The latest negotiations, coming about five months after an earlier merger attempt collapsed, follow years of will-they-won’t-they deliberations. Previous negotiations broke down after the two sides couldn’t agree on how to structure control of the combined entity, people familiar with the matter said at the time. The deal marks the third time Son has acted on his long-held plan to combine Sprint and T-Mobile.

Deutsche Telekom will end up with a 42 ownership stake while SoftBank will have 27 percent. Sprint closed Friday at $6.50 a share.

The two carriers have complementary wireless spectrum that may be a strategic advantage as the companies build a faster fifth generation or 5G network. T-Mobile controls a large portfolio of lower-band airwaves that can travel long distances and pass through walls and windows. Sprint has the largest U.S. holding of higher-band, 2.5 gigahertz spectrum that can handle more data capacity but over limited distances.

Sprint and T-Mobile together create a larger third competitor that “should be growing at a materially faster pace” than its larger rivals while capitalizing on estimated total cost benefits of about $64 billion, Jonathan Chaplin, an analyst with New Street Research LLC wrote in a note April 15.

Washington Scrutiny

The deal will face heavy regulatory scrutiny because it reduces the wireless industry to three major competitors from four. The companies dashed a previous plan to merge in 2014 after meeting resistance in Washington. Regulators said that a four-competitor wireless market fosters more choice, price competition and innovation, which proved to be largely true.

Sprint and T-Mobile will try to convince regulators and possibly President Donald Trump that the combination will lead to bigger investments in 5G networks and put pressure on larger rivals, even though consumer benefits aren’t obvious and heavy job cuts are expected. The Trump administration is currently trying to stop AT&T Inc.’s $85 billion takeover Time Warner Inc., saying the deal will lead to higher pay-TV prices.
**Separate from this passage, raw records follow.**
// src/sources/html.rs
//! Minimal tag scanning for the two HTML sources. Only what the HIP and NSSD
//! pages need: attribute lookup, tag stripping and entity decoding.

use once_cell::sync::Lazy;
use regex::Regex;

static TAG_RE: Lazy<Regex> = Lazy::new(|| Regex::new(r"(?s)<[^>]*>").unwrap());
static COMMENT_RE: Lazy<Regex> = Lazy::new(|| Regex::new(r"(?s)<!--.*?-->").unwrap());
static SCRIPT_RE: Lazy<Regex> =
    Lazy::new(|| Regex::new(r"(?is)<(script|style)\b[^>]*>.*?</(script|style)\s*>").unwrap());
static NUMERIC_ENTITY_RE: Lazy<Regex> =
    Lazy::new(|| Regex::new(r"&#(x[0-9a-fA-F]+|[0-9]+);").unwrap());
static ID_ATTR_RE: Lazy<Regex> = Lazy::new(|| attribute_regex("id"));
static HREF_ATTR_RE: Lazy<Regex> = Lazy::new(|| attribute_regex("href"));
static SRC_ATTR_RE: Lazy<Regex> = Lazy::new(|| attribute_regex("src"));

fn attribute_regex(name: &str) -> Regex {
    Regex::new(&format!(
        r#"(?i)(?:^|\s){}\s*=\s*(?:"([^"]*)"|'([^']*)'|([^\s>]+))"#,
        name
    ))
    .unwrap()
}

/// Drops comments, scripts and styles so they never leak into text.
pub fn strip_non_content(html: &str) -> String {
    let without_comments = COMMENT_RE.replace_all(html, "");
    SCRIPT_RE.replace_all(&without_comments, "").into_owned()
}

/// Value of attribute `name` inside the raw attribute text of a tag. Only
/// `id`, `href` and `src` are looked up; any other name yields `None`.
pub fn attribute(attrs: &str, name: &str) -> Option<String> {
    let re: &Regex = match name {
        "id" => &ID_ATTR_RE,
        "href" => &HREF_ATTR_RE,
        "src" => &SRC_ATTR_RE,
        _ => return None,
    };
    let caps = re.captures(attrs)?;
    caps.get(1)
        .or_else(|| caps.get(2))
        .or_else(|| caps.get(3))
        .map(|m| decode_entities(m.as_str()))
}

/// Text nodes of a fragment, decoded and trimmed, empty ones dropped.
pub fn text_fragments(fragment: &str) -> Vec<String> {
    TAG_RE
        .split(fragment)
        .map(|t| decode_entities(t).trim().to_string())
        .filter(|t| !t.is_empty())
        .collect()
}

/// All text of a fragment joined without separators, like a DOM `textContent`
/// with surrounding whitespace trimmed.
pub fn inner_text(fragment: &str) -> String {
    let text = TAG_RE.replace_all(fragment, "");
    decode_entities(&text).trim().to_string()
}

pub fn decode_entities(s: &str) -> String {
    if !s.contains('&') {
        return s.to_string();
    }
    let numeric = NUMERIC_ENTITY_RE.replace_all(s, |caps: &regex::Captures| {
        let raw = &caps[1];
        let code = match raw.strip_prefix('x').or_else(|| raw.strip_prefix('X')) {
            Some(hex) => u32::from_str_radix(hex, 16).ok(),
            None => raw.parse::<u32>().ok(),
        };
        code.and_then(char::from_u32)
            .map(String::from)
            .unwrap_or_else(|| caps[0].to_string())
    });
    numeric
        .replace("&nbsp;", "\u{a0}")
        .replace("&quot;", "\"")
        .replace("&apos;", "'")
        .replace("&lt;", "<")
        .replace("&gt;", ">")
        .replace("&ndash;", "–")
        .replace("&amp;", "&")
}
use crate::entities::product::Product;
use crate::value_objects::quote::{ProductId, Quote};
use rust_decimal::Decimal;

#[derive(Debug, Clone, PartialEq)]
pub enum StoreError {
    Connection(String),
    Schema(String),
    Insert(String),
    Query(String),
    NotFound(ProductId),
}

impl std::fmt::Display for StoreError {
    fn fmt(&self, f: &mut std::fmt::Formatter<'_>) -> std::fmt::Result {
        match self {
            StoreError::Connection(msg) => write!(f, "connection: {msg}"),
            StoreError::Schema(msg) => write!(f, "schema: {msg}"),
            StoreError::Insert(msg) => write!(f, "insert: {msg}"),
            StoreError::Query(msg) => write!(f, "query: {msg}"),
            StoreError::NotFound(product_id) => {
                write!(f, "no quote found for product {product_id}")
            }
        }
    }
}

impl std::error::Error for StoreError {}

/// Append-only quote log keyed by `(product_id, observed_at)`.
///
/// Every call is an independent atomic unit: readers see either the state
/// before or after a given insert, never a partial row.
pub trait QuoteStore: Send + Sync {
    /// Idempotently creates the catalog and quote tables and seeds `catalog`.
    fn ensure_schema(&self, catalog: &[Product]) -> Result<(), StoreError>;

    fn insert(&self, quote: &Quote) -> Result<(), StoreError>;

    /// Row with the greatest `observed_at` for `product_id`.
    fn latest_quote(&self, product_id: ProductId) -> Result<Quote, StoreError>;

    fn latest_sell_price(&self, product_id: ProductId) -> Result<Decimal, StoreError> {
        self.latest_quote(product_id).map(|quote| quote.sell_price)
    }
}
pub mod entities;
pub mod repositories;
pub mod services;
pub mod value_objects;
For Sprint, which hasn’t had a profitable year in more than a decade, the merger is a bailout. The company is four years into a go-for-broke turnaround effort launched when Marcelo Claure took over as chief executive officer and started slashing prices on phones and offering half-off service plans to stop customer losses.

Sprint Cash Burn

But the price battles only further fueled the cash burn. The need for more and more financing took the company back to the junk-bond market in February after a three-year absence. In March, Sprint sold a second round of airwave-backed bonds.

Under Legere’s leadership T-Mobile became the fastest growing carrier gaining more than 6 million subscribers over the past three years, though the pace of that growth has steadily slowed. T-Mobile has forced the industry to try and match its sales techniques like offers including phone financing, free video streaming and unlimited data plans.

For SoftBank, the transaction puts the mobile-service empire that billionaire CEO Son built in a better position to compete with U.S. cable companies by offering high-speed wireless internet connections and streaming video. The combination also gives Deutsche Telekom a stronger vehicle to expand in the profitable U.S. market.

Deutsche Telekom and T-Mobile were advised by Goldman Sachs and PJT Partners, with Evercore advising the independent directors. The Raine Group and JPMorgan advised SoftBank and Sprint, with Centerview Partners helping the special committee of directors.